::: SOURCE RECORDS :::

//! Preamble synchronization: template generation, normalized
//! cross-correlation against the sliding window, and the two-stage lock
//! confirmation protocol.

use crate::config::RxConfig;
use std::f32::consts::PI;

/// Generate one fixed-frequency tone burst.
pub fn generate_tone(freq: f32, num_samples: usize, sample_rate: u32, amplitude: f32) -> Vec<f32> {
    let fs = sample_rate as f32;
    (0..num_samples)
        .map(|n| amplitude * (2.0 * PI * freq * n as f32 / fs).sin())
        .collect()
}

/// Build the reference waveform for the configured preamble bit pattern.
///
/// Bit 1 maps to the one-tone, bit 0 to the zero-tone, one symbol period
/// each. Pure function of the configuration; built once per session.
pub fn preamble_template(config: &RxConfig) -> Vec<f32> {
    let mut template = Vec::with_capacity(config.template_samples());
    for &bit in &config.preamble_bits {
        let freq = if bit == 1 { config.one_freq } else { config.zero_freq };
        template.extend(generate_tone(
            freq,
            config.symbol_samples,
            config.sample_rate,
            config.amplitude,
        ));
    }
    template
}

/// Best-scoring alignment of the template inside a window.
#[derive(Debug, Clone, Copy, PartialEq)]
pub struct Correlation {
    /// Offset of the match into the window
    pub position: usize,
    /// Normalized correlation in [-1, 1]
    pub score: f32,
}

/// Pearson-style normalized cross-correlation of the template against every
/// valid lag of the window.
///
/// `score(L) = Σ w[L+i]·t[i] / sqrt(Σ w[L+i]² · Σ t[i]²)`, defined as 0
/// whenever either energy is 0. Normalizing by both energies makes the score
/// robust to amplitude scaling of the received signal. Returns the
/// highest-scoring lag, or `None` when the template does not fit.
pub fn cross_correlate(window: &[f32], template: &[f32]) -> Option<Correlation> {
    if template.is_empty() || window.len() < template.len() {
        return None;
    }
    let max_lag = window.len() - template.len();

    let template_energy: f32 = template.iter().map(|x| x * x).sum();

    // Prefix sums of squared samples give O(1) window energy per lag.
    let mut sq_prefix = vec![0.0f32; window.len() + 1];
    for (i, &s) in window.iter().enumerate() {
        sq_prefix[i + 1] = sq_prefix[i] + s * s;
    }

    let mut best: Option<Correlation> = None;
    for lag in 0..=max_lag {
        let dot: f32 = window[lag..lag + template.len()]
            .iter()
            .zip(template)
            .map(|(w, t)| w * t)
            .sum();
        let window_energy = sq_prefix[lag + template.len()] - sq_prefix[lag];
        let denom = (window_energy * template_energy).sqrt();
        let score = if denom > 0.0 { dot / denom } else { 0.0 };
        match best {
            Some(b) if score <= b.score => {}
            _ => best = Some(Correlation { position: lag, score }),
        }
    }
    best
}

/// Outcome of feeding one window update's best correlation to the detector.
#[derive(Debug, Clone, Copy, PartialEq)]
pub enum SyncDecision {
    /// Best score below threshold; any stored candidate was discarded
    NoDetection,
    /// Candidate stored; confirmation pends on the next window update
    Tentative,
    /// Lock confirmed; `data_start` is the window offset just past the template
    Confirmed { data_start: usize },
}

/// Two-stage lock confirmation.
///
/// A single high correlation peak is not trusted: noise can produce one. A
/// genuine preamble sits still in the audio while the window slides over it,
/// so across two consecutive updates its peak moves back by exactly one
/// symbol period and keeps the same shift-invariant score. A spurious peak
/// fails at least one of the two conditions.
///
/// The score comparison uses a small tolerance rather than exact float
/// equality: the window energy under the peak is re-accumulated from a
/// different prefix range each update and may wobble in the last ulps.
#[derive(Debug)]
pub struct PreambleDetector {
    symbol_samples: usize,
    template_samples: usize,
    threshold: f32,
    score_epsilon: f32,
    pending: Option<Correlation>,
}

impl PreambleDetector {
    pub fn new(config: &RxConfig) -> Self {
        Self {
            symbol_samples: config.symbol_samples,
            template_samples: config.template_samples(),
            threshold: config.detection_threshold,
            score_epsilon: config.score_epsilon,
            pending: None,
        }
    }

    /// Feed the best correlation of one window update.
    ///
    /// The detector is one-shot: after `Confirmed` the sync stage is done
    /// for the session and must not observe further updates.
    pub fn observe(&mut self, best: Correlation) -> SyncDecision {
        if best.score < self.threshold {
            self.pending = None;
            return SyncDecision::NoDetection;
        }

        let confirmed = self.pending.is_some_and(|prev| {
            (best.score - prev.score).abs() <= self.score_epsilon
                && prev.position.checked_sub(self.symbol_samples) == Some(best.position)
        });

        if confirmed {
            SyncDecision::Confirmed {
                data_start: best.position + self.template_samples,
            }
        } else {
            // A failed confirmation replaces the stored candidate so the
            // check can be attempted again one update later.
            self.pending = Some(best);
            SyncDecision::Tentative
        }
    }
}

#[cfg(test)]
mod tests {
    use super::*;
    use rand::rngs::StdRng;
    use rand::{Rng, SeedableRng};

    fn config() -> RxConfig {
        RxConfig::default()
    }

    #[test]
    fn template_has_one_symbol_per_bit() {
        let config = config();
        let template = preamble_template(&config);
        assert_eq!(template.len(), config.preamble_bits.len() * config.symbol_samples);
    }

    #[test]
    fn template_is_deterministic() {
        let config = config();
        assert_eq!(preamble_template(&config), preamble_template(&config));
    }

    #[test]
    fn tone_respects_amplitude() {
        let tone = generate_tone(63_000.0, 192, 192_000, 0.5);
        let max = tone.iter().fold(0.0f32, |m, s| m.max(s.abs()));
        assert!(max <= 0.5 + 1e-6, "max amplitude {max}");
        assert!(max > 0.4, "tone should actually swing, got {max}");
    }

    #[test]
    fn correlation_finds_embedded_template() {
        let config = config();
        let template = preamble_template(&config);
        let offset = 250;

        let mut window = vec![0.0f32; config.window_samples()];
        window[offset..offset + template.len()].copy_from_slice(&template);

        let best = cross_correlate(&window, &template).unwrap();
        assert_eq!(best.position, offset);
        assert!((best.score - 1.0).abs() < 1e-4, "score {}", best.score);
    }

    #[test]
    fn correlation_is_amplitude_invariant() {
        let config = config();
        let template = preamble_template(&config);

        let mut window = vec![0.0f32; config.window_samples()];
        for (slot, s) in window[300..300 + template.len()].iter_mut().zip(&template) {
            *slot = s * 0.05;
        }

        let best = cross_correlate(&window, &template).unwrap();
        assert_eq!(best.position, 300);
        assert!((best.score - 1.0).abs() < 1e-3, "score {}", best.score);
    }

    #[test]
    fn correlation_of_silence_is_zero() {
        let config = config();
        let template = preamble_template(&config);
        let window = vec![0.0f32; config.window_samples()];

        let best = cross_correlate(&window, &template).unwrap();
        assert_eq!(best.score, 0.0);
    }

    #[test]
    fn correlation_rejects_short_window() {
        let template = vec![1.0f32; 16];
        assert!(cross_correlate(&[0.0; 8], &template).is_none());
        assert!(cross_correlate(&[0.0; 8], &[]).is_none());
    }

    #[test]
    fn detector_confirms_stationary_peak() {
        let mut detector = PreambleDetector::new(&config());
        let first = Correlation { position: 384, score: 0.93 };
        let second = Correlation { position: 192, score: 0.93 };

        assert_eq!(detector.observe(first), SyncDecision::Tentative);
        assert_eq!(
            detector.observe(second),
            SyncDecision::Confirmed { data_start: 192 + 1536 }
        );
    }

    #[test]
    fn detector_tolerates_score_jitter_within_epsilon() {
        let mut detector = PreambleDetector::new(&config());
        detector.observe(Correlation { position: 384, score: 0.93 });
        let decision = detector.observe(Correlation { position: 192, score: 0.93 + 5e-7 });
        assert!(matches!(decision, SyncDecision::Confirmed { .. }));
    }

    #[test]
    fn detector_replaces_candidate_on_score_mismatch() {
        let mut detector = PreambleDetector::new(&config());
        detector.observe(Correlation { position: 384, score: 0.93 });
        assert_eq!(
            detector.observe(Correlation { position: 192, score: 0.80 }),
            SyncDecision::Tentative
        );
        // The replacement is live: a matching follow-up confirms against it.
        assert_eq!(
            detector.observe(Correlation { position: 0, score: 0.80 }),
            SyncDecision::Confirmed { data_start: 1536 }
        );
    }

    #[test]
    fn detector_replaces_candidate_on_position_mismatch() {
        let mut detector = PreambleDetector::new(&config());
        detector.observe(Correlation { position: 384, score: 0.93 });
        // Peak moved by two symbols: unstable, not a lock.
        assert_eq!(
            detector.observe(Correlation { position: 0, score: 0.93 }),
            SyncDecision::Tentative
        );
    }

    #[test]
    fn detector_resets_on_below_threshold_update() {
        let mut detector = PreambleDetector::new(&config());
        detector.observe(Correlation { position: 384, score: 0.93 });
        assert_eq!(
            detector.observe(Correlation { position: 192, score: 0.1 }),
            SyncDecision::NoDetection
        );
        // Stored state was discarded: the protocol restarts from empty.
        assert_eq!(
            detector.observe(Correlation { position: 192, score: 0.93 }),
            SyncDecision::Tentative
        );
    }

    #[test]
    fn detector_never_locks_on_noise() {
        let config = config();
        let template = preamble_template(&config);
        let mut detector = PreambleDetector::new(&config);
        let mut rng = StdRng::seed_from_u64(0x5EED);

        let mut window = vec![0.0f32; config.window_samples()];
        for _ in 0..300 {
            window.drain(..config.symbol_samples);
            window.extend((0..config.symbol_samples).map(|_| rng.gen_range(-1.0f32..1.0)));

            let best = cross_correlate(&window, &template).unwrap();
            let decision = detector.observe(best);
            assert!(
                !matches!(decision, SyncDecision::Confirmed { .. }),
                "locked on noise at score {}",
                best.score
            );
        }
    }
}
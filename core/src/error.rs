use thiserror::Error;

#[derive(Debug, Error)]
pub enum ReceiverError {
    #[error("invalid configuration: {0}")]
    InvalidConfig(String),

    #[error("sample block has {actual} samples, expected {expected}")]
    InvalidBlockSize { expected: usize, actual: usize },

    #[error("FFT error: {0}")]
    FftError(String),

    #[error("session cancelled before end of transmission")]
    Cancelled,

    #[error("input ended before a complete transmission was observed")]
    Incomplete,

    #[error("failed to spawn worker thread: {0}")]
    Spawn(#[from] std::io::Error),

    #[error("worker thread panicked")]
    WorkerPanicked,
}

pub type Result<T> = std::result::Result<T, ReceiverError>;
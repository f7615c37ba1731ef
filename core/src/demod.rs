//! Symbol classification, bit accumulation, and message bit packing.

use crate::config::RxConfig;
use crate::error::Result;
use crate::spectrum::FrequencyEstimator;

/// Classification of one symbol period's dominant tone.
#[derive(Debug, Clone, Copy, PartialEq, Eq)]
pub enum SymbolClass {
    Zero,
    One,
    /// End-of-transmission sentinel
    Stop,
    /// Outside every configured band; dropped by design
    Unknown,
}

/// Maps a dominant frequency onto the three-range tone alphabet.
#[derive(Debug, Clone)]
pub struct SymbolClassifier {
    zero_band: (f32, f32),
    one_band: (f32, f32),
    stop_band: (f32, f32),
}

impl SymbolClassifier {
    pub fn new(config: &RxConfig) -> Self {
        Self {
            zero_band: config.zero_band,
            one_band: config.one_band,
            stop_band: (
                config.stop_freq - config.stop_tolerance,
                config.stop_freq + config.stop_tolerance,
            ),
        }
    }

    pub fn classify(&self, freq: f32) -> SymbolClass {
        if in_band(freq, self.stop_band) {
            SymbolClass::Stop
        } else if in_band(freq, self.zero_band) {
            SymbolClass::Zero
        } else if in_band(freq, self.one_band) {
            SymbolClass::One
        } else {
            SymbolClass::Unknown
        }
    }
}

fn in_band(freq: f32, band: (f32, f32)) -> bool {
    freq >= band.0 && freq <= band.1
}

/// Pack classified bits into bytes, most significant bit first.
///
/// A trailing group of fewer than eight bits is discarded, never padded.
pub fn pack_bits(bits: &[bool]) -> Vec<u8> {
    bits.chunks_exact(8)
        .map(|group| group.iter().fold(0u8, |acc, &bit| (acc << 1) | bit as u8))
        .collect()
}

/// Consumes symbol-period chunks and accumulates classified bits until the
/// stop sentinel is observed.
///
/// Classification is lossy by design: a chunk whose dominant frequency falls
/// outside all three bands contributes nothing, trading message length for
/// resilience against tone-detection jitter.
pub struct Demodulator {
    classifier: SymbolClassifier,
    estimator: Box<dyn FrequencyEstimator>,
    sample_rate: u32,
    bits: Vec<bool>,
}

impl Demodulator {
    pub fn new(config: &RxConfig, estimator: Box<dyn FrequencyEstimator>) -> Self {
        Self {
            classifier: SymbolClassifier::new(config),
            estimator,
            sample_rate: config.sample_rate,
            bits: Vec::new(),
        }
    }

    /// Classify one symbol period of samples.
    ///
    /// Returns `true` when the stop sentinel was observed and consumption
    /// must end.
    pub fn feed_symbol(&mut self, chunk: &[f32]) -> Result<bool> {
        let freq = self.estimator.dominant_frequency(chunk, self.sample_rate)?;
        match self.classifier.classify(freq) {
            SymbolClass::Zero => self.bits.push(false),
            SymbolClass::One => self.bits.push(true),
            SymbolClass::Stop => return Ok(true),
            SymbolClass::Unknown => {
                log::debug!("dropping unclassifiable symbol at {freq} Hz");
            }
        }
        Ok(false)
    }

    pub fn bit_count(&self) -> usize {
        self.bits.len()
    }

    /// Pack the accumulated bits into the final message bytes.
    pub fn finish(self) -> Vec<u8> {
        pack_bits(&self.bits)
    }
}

:::

(DIRECTIONS): Among the entries, how many lines include the word "into"? Give only the number.

(SOLUTION FOR THIS EXERCISE): 3